*Directions for this task*. From the records below, set down exactly the lines starting with the line that contains "filename modelfind-cli/src/commands/resolve.rs" and going on through the line that contains "file is present". Nothing else is wanted.

*Data for this task*.
---+---

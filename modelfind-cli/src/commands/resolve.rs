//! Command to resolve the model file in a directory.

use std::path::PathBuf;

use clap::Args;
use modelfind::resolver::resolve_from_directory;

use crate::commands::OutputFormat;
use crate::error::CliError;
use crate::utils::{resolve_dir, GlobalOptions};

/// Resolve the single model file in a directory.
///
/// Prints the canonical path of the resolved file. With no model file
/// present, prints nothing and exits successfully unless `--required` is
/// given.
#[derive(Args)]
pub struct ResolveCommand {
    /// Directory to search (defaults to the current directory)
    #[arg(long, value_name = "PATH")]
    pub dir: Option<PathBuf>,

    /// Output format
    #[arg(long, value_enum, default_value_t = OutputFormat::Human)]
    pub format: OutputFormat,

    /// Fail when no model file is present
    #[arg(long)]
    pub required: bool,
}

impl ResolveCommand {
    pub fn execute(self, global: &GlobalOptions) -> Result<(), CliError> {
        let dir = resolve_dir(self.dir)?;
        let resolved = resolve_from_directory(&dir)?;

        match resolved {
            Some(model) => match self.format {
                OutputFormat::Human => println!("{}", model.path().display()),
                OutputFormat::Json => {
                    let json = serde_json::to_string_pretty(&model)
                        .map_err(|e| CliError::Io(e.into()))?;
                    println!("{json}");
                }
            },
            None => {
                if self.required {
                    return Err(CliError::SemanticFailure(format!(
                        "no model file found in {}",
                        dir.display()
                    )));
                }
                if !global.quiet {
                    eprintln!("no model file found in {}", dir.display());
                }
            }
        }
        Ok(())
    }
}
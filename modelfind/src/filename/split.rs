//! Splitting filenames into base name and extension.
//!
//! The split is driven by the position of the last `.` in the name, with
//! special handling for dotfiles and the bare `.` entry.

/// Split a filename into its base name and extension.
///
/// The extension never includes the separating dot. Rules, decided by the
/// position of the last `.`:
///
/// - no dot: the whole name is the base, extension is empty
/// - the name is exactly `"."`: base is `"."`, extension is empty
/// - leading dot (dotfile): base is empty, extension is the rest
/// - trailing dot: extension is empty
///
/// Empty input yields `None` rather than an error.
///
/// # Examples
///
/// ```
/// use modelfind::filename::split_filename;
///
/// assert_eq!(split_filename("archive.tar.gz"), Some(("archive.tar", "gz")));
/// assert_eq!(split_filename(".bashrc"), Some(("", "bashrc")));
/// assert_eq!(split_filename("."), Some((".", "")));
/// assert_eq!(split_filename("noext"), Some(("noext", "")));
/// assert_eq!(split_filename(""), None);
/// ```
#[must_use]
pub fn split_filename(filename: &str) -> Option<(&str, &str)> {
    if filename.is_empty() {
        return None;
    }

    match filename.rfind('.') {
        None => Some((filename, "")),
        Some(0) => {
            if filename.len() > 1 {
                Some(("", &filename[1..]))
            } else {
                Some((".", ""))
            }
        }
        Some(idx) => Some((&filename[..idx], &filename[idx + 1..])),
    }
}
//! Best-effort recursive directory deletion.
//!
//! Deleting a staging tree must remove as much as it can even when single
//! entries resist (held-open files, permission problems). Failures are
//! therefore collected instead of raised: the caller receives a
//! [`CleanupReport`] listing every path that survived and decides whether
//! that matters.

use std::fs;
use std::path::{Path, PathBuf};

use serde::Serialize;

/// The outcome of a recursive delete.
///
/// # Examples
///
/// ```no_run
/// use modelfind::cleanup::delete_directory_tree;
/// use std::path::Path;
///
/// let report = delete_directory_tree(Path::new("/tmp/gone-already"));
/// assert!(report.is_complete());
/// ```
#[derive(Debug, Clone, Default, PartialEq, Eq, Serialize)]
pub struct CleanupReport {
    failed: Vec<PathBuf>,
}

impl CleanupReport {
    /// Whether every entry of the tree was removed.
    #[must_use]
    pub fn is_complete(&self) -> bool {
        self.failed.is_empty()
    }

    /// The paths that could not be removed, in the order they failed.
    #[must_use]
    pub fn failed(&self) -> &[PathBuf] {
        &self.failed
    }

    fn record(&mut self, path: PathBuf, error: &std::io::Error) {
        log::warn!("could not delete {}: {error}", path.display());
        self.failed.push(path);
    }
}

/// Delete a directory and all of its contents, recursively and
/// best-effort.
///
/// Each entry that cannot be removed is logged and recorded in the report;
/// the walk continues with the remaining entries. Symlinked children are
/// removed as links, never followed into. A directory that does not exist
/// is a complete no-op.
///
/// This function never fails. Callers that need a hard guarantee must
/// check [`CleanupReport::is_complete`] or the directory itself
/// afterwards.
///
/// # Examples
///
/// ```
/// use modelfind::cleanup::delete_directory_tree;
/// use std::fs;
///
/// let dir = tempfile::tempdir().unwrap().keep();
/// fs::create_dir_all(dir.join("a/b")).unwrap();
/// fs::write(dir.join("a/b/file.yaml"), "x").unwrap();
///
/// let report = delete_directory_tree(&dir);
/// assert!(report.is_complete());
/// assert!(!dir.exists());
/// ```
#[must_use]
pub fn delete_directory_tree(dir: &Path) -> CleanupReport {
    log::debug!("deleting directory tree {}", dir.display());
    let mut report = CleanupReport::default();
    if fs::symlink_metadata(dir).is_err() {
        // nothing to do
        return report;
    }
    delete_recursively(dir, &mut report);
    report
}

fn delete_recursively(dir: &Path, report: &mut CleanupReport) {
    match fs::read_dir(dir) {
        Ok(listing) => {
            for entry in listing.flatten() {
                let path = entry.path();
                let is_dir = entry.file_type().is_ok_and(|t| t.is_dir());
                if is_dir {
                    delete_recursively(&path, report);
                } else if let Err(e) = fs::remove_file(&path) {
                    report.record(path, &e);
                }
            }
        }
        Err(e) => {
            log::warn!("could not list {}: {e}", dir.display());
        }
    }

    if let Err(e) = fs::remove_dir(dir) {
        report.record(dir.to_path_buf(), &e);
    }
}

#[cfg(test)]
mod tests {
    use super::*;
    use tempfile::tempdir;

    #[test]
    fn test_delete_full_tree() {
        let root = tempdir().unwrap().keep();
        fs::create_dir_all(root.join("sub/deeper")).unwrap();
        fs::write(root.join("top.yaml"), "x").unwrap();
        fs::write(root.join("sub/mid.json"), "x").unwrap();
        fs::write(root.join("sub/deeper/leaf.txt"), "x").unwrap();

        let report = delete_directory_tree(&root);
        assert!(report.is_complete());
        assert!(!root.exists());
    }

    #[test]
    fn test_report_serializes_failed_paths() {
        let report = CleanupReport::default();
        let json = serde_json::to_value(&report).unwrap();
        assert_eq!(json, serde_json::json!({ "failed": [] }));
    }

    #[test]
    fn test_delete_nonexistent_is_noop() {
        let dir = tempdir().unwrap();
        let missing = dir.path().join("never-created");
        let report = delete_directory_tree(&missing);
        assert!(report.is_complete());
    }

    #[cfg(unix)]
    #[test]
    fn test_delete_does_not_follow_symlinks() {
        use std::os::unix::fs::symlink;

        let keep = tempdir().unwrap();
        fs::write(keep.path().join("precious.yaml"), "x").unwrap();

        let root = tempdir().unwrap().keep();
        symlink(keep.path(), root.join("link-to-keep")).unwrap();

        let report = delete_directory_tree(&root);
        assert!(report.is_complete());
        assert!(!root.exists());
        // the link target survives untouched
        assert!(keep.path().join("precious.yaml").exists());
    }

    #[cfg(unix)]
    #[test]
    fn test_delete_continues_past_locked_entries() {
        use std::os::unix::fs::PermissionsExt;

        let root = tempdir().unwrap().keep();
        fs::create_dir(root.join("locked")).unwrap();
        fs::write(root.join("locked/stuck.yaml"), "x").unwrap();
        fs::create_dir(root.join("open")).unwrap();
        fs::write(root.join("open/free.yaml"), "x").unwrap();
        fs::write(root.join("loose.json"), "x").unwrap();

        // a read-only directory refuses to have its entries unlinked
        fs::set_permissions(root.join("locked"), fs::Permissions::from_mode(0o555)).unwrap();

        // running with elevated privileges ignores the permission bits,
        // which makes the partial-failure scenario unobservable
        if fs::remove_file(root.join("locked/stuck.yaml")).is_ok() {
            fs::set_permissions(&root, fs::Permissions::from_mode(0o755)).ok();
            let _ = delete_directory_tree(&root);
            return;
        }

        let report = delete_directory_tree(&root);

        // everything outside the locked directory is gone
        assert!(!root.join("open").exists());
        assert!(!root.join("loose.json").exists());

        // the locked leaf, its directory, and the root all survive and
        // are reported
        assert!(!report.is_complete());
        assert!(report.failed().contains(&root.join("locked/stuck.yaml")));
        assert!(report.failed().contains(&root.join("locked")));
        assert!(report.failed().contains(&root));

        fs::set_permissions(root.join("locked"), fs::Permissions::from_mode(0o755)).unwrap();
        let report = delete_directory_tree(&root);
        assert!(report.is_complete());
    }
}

---+---

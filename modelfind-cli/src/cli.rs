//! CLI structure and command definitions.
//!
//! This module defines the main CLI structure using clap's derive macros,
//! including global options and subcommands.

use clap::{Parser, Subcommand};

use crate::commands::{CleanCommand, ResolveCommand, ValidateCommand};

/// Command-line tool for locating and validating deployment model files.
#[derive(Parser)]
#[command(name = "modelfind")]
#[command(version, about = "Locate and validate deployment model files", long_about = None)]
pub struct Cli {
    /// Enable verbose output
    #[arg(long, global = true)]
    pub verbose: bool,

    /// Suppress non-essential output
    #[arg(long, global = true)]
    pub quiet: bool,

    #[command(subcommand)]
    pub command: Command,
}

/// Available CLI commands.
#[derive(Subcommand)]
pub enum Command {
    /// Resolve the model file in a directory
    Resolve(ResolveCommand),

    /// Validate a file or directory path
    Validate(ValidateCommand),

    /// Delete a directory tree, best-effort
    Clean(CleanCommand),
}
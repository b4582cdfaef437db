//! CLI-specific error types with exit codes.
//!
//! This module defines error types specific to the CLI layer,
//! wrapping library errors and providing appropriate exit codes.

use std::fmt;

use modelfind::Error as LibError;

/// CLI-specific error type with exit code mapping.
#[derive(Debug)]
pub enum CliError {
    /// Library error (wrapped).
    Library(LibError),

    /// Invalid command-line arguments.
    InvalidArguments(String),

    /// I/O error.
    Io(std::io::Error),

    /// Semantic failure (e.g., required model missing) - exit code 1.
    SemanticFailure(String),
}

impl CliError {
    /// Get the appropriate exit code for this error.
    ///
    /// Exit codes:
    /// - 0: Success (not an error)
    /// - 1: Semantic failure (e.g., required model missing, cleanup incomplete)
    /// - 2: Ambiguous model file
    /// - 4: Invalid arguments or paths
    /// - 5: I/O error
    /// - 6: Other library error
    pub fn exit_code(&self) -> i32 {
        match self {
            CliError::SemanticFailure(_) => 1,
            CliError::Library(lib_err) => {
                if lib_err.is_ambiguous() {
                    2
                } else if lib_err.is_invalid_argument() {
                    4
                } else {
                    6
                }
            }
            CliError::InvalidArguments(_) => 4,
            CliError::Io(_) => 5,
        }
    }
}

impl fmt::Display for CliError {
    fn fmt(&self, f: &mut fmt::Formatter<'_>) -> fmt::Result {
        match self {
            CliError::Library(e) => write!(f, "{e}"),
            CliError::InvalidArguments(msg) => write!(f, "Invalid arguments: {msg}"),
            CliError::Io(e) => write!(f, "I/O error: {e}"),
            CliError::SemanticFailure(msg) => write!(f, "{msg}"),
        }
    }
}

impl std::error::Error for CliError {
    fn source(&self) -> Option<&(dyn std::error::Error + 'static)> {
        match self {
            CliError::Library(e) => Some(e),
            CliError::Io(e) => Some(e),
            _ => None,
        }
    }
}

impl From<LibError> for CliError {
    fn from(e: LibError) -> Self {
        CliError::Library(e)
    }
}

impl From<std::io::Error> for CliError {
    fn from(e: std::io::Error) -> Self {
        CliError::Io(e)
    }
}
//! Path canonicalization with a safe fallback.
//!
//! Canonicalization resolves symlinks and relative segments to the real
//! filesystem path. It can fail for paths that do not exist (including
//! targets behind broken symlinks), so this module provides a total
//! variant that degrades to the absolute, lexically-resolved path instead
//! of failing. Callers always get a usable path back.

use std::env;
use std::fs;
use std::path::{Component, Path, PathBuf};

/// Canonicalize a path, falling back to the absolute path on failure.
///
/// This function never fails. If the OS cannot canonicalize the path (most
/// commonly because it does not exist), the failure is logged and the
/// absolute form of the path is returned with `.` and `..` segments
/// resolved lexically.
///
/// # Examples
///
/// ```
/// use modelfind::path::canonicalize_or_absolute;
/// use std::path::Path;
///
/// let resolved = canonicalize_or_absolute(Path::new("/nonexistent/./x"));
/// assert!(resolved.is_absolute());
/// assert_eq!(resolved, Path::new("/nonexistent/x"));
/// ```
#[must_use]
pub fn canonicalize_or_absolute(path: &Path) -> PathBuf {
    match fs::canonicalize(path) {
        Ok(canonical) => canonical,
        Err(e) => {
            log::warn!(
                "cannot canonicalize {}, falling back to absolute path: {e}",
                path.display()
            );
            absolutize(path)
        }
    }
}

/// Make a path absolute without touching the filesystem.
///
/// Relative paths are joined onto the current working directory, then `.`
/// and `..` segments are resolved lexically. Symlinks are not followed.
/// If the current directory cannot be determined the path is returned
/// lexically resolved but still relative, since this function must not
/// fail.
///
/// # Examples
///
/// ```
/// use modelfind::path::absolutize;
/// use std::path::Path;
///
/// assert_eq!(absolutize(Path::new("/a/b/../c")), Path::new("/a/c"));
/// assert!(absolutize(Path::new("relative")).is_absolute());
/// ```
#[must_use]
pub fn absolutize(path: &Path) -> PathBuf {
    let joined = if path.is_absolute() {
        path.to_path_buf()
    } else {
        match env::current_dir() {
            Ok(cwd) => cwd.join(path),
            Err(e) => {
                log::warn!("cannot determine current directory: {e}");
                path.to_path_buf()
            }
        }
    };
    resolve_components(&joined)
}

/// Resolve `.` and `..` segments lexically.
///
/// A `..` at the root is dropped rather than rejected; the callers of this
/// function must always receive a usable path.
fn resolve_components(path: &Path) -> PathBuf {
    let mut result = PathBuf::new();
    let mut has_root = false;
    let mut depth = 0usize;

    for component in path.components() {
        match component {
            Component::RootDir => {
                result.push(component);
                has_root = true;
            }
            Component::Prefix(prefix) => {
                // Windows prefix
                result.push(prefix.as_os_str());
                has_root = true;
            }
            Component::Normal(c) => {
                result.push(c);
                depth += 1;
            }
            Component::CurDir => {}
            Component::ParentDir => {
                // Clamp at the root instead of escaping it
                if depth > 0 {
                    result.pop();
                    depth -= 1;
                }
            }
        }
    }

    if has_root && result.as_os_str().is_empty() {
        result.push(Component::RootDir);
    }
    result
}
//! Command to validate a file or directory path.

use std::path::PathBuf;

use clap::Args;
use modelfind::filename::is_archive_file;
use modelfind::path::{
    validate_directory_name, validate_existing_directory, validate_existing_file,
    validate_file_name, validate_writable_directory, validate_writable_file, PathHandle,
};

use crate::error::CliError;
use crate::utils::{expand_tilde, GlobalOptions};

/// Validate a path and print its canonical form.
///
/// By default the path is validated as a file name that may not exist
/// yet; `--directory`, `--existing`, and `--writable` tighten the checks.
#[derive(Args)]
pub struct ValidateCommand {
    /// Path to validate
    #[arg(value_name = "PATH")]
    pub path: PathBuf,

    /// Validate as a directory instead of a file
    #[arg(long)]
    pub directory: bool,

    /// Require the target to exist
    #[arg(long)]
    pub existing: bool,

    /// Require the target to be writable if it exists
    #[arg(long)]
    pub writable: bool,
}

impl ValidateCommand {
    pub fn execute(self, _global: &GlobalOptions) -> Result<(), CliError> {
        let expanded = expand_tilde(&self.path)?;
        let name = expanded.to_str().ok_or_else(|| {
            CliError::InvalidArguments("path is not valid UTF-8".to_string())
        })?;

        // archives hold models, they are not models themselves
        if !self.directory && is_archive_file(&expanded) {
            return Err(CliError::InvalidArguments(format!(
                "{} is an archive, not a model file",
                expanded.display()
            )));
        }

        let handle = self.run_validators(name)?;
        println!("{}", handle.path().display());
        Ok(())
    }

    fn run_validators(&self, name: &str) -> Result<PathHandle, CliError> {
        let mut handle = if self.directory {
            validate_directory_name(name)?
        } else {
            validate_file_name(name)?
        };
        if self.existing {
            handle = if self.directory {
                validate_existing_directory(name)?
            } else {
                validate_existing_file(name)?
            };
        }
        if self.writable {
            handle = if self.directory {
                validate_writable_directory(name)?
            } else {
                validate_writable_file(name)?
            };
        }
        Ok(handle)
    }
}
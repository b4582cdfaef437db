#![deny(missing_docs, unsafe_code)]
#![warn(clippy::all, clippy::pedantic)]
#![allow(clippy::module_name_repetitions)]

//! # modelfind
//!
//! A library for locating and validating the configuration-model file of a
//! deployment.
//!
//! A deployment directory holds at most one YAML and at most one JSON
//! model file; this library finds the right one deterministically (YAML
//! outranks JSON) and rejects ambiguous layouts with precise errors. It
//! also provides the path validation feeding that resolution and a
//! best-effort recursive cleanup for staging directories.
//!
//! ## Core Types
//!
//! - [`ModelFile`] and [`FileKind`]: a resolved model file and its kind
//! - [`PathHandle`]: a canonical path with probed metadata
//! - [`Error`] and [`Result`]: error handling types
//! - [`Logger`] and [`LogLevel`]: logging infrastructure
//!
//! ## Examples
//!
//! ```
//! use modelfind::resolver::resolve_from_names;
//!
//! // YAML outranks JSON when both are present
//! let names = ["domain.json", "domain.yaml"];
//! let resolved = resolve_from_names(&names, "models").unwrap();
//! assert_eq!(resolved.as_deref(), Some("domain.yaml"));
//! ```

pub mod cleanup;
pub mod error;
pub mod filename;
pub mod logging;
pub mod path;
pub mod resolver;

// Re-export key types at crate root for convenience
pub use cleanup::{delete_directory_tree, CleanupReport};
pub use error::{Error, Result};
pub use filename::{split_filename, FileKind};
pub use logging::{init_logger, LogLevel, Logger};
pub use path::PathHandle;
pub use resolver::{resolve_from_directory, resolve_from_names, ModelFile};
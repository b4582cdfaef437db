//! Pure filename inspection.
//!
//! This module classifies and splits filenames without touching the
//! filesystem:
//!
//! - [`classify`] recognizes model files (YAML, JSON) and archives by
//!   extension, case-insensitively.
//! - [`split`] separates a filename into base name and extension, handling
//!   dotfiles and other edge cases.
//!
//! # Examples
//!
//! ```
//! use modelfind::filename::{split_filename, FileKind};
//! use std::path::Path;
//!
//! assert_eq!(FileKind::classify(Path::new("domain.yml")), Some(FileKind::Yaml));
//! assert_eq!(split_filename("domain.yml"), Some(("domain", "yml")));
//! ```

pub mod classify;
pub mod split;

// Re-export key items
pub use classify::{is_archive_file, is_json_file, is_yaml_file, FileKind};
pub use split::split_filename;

---+---

*Final answer*.
filename modelfind-cli/src/commands/resolve.rs
//! Command to resolve the model file in a directory.

use std::path::PathBuf;

use clap::Args;
use modelfind::resolver::resolve_from_directory;

use crate::commands::OutputFormat;
use crate::error::CliError;
use crate::utils::{resolve_dir, GlobalOptions};

/// Resolve the single model file in a directory.
///
/// Prints the canonical path of the resolved file. With no model file
/// present, prints nothing and exits successfully unless `--required` is
/// given.
#[derive(Args)]
pub struct ResolveCommand {
    /// Directory to search (defaults to the current directory)
    #[arg(long, value_name = "PATH")]
    pub dir: Option<PathBuf>,

    /// Output format
    #[arg(long, value_enum, default_value_t = OutputFormat::Human)]
    pub format: OutputFormat,

    /// Fail when no model file is present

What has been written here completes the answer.